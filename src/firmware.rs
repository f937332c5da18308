//! Compile and flash the rig firmware through `arduino-cli`.

use std::path::{Path, PathBuf};
use std::process::{Command, Output};
use std::time::Duration;

use anyhow::{Context, Result};
use serde::Deserialize;

use crate::error::ScanError;
use crate::settings::{FirmwareConfig, Settings};

const INSTALL_HINT: &str = "https://github.com/arduino/arduino-cli#installation";
const POST_UPLOAD_RESET: Duration = Duration::from_secs(2);

#[derive(Clone, Debug, PartialEq, Eq)]
pub struct Board {
    pub port: String,
    pub fqbn: String,
}

#[derive(Deserialize)]
#[serde(untagged)]
enum BoardListOutput {
    Wrapped {
        #[serde(default)]
        detected_ports: Vec<DetectedPort>,
    },
    // arduino-cli before 0.30 printed the bare list
    Bare(Vec<DetectedPort>),
}

#[derive(Deserialize)]
struct DetectedPort {
    #[serde(default)]
    port: Option<PortInfo>,
    #[serde(default)]
    matching_boards: Vec<MatchingBoard>,
}

#[derive(Deserialize)]
struct PortInfo {
    address: Option<String>,
}

#[derive(Deserialize)]
struct MatchingBoard {
    fqbn: Option<String>,
}

/// First detected port that has a recognised board on it.
pub fn parse_board_list(json: &str) -> Result<Board> {
    let output: BoardListOutput =
        serde_json::from_str(json).context("failed to parse `arduino-cli board list` output")?;
    let ports = match output {
        BoardListOutput::Wrapped { detected_ports } => detected_ports,
        BoardListOutput::Bare(ports) => ports,
    };
    if ports.is_empty() {
        return Err(ScanError::DeviceNotFound("no boards detected".to_string()).into());
    }

    for detected in ports {
        let Some(address) = detected.port.and_then(|p| p.address) else {
            continue;
        };
        if let Some(fqbn) = detected.matching_boards.into_iter().find_map(|b| b.fqbn) {
            return Ok(Board {
                port: address,
                fqbn,
            });
        }
    }
    Err(ScanError::DeviceNotFound("no compatible board among detected ports".to_string()).into())
}

/// Motion parameters as preprocessor definitions, scaled to microsteps the
/// same way the runtime `configure` path scales them.
pub fn firmware_defines(settings: &Settings) -> Result<Vec<String>> {
    let motion = settings.micro_step_motion()?;
    Ok(vec![
        format!("STEPS_PER_REVOLUTION_BASE={}", settings.steps_per_revolution_base),
        format!("MICRO_STEPPING={}", settings.micro_stepping),
        format!("MOTOR_MAX_SPEED={}", motion.max_speed),
        format!("SET_MOTOR_SPEED={}", motion.speed),
        format!("MOTOR_ACCELERATION={}", motion.acceleration),
    ])
}

pub struct Toolchain {
    program: PathBuf,
}

impl Default for Toolchain {
    fn default() -> Self {
        Toolchain::new("arduino-cli")
    }
}

impl Toolchain {
    pub fn new(program: impl Into<PathBuf>) -> Toolchain {
        Toolchain {
            program: program.into(),
        }
    }

    fn run(&self, args: &[String]) -> Result<Output> {
        let command = format!("{} {}", self.program.display(), args.join(" "));
        log::debug!("Running {command}");
        let output = Command::new(&self.program)
            .args(args)
            .output()
            .map_err(|e| match e.kind() {
                std::io::ErrorKind::NotFound => anyhow::Error::from(ScanError::ToolchainMissing(
                    format!(
                        "{} is not installed or not in your PATH, see {INSTALL_HINT}",
                        self.program.display()
                    ),
                )),
                _ => anyhow::Error::from(e).context(format!("failed to run {command}")),
            })?;

        if !output.status.success() {
            return Err(ScanError::Toolchain {
                command,
                status: output.status,
                stderr: String::from_utf8_lossy(&output.stderr).trim().to_string(),
            }
            .into());
        }
        Ok(output)
    }

    pub fn check(&self) -> Result<()> {
        self.run(&["version".to_string()])?;
        Ok(())
    }

    pub fn find_board(&self) -> Result<Board> {
        let args = ["board", "list", "--format", "json"].map(String::from);
        let output = self.run(&args)?;
        let board = parse_board_list(&String::from_utf8_lossy(&output.stdout))?;
        log::info!("Found board on port {} with FQBN {}", board.port, board.fqbn);
        Ok(board)
    }

    pub fn compile(&self, sketch: &Path, board: &Board, defines: &[String]) -> Result<()> {
        let mut args = vec!["compile".to_string(), "--fqbn".to_string(), board.fqbn.clone()];
        if !defines.is_empty() {
            let flags: Vec<String> = defines.iter().map(|d| format!("-D{d}")).collect();
            args.push("--build-property".to_string());
            args.push(format!("compiler.cpp.extra_flags={}", flags.join(" ")));
        }
        args.push(sketch.display().to_string());

        log::info!("Compiling {}", sketch.display());
        self.run(&args)?;
        log::info!("Compilation succeeded");
        Ok(())
    }

    pub fn upload(&self, sketch: &Path, board: &Board) -> Result<()> {
        let args = vec![
            "upload".to_string(),
            "-p".to_string(),
            board.port.clone(),
            "--fqbn".to_string(),
            board.fqbn.clone(),
            sketch.display().to_string(),
        ];
        log::info!("Uploading {} to {}", sketch.display(), board.port);
        self.run(&args)?;
        log::info!("Upload succeeded");
        Ok(())
    }

    /// Finds the board, builds the sketch and uploads it, then waits for the
    /// board to come back from reset.
    pub fn flash(&self, sketch: &Path, settings: &Settings) -> Result<Board> {
        self.check()?;
        let board = self.find_board()?;
        let defines = match settings.firmware_config {
            FirmwareConfig::Build => firmware_defines(settings)?,
            FirmwareConfig::Serial => Vec::new(),
        };
        self.compile(sketch, &board, &defines)?;
        self.upload(sketch, &board)?;
        std::thread::sleep(POST_UPLOAD_RESET);
        Ok(board)
    }
}

#[cfg(test)]
mod tests {
    use super::*;

    const BOARD_LIST: &str = r#"{
      "detected_ports": [
        { "port": { "address": "/dev/ttyS0", "protocol": "serial" } },
        {
          "matching_boards": [ { "name": "Arduino Uno", "fqbn": "arduino:avr:uno" } ],
          "port": { "address": "/dev/ttyACM0", "protocol": "serial" }
        }
      ]
    }"#;

    #[test]
    fn picks_first_port_with_matching_board() {
        let board = parse_board_list(BOARD_LIST).unwrap();
        assert_eq!(
            board,
            Board {
                port: "/dev/ttyACM0".to_string(),
                fqbn: "arduino:avr:uno".to_string()
            }
        );
    }

    #[test]
    fn accepts_legacy_bare_list() {
        let json = r#"[ { "port": { "address": "COM3" },
                          "matching_boards": [ { "fqbn": "arduino:avr:nano" } ] } ]"#;
        assert_eq!(parse_board_list(json).unwrap().port, "COM3");
    }

    #[test]
    fn no_boards_is_device_not_found() {
        for json in [r#"{ "detected_ports": [] }"#, r#"{}"#] {
            let err = parse_board_list(json).unwrap_err();
            assert!(matches!(
                err.downcast_ref::<ScanError>(),
                Some(ScanError::DeviceNotFound(_))
            ));
        }
        let unmatched = r#"{ "detected_ports": [ { "port": { "address": "/dev/ttyS0" } } ] }"#;
        assert!(parse_board_list(unmatched).is_err());
    }

    #[test]
    fn garbage_output_is_an_error() {
        assert!(parse_board_list("not json").is_err());
    }

    #[test]
    fn defines_scale_motion_parameters() {
        let settings = Settings {
            micro_stepping: 8,
            ..Settings::default()
        };
        assert_eq!(
            firmware_defines(&settings).unwrap(),
            vec![
                "STEPS_PER_REVOLUTION_BASE=200",
                "MICRO_STEPPING=8",
                "MOTOR_MAX_SPEED=1600",
                "SET_MOTOR_SPEED=400",
                "MOTOR_ACCELERATION=1600",
            ]
        );
    }

    #[test]
    fn overflowing_defines_are_refused() {
        let settings = Settings {
            motor_max_speed: 300_000_000,
            ..Settings::default()
        };
        let err = firmware_defines(&settings).unwrap_err();
        assert!(matches!(
            err.downcast_ref::<ScanError>(),
            Some(ScanError::InvalidConfig(_))
        ));
    }

    #[test]
    fn missing_toolchain_is_reported() {
        let toolchain = Toolchain::new("definitely-not-arduino-cli");
        let err = toolchain.check().unwrap_err();
        assert!(matches!(
            err.downcast_ref::<ScanError>(),
            Some(ScanError::ToolchainMissing(_))
        ));
    }

    #[cfg(unix)]
    #[test]
    fn non_zero_exit_is_a_toolchain_error() {
        let toolchain = Toolchain::new("false");
        let board = Board {
            port: "/dev/null".to_string(),
            fqbn: "arduino:avr:uno".to_string(),
        };
        let err = toolchain
            .compile(Path::new("sketch"), &board, &[])
            .unwrap_err();
        assert!(matches!(
            err.downcast_ref::<ScanError>(),
            Some(ScanError::Toolchain { .. })
        ));
    }
}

:::

Search the entries above for the word "status" and copy each line where it appears.

        if !output.status.success() {
                status: output.status,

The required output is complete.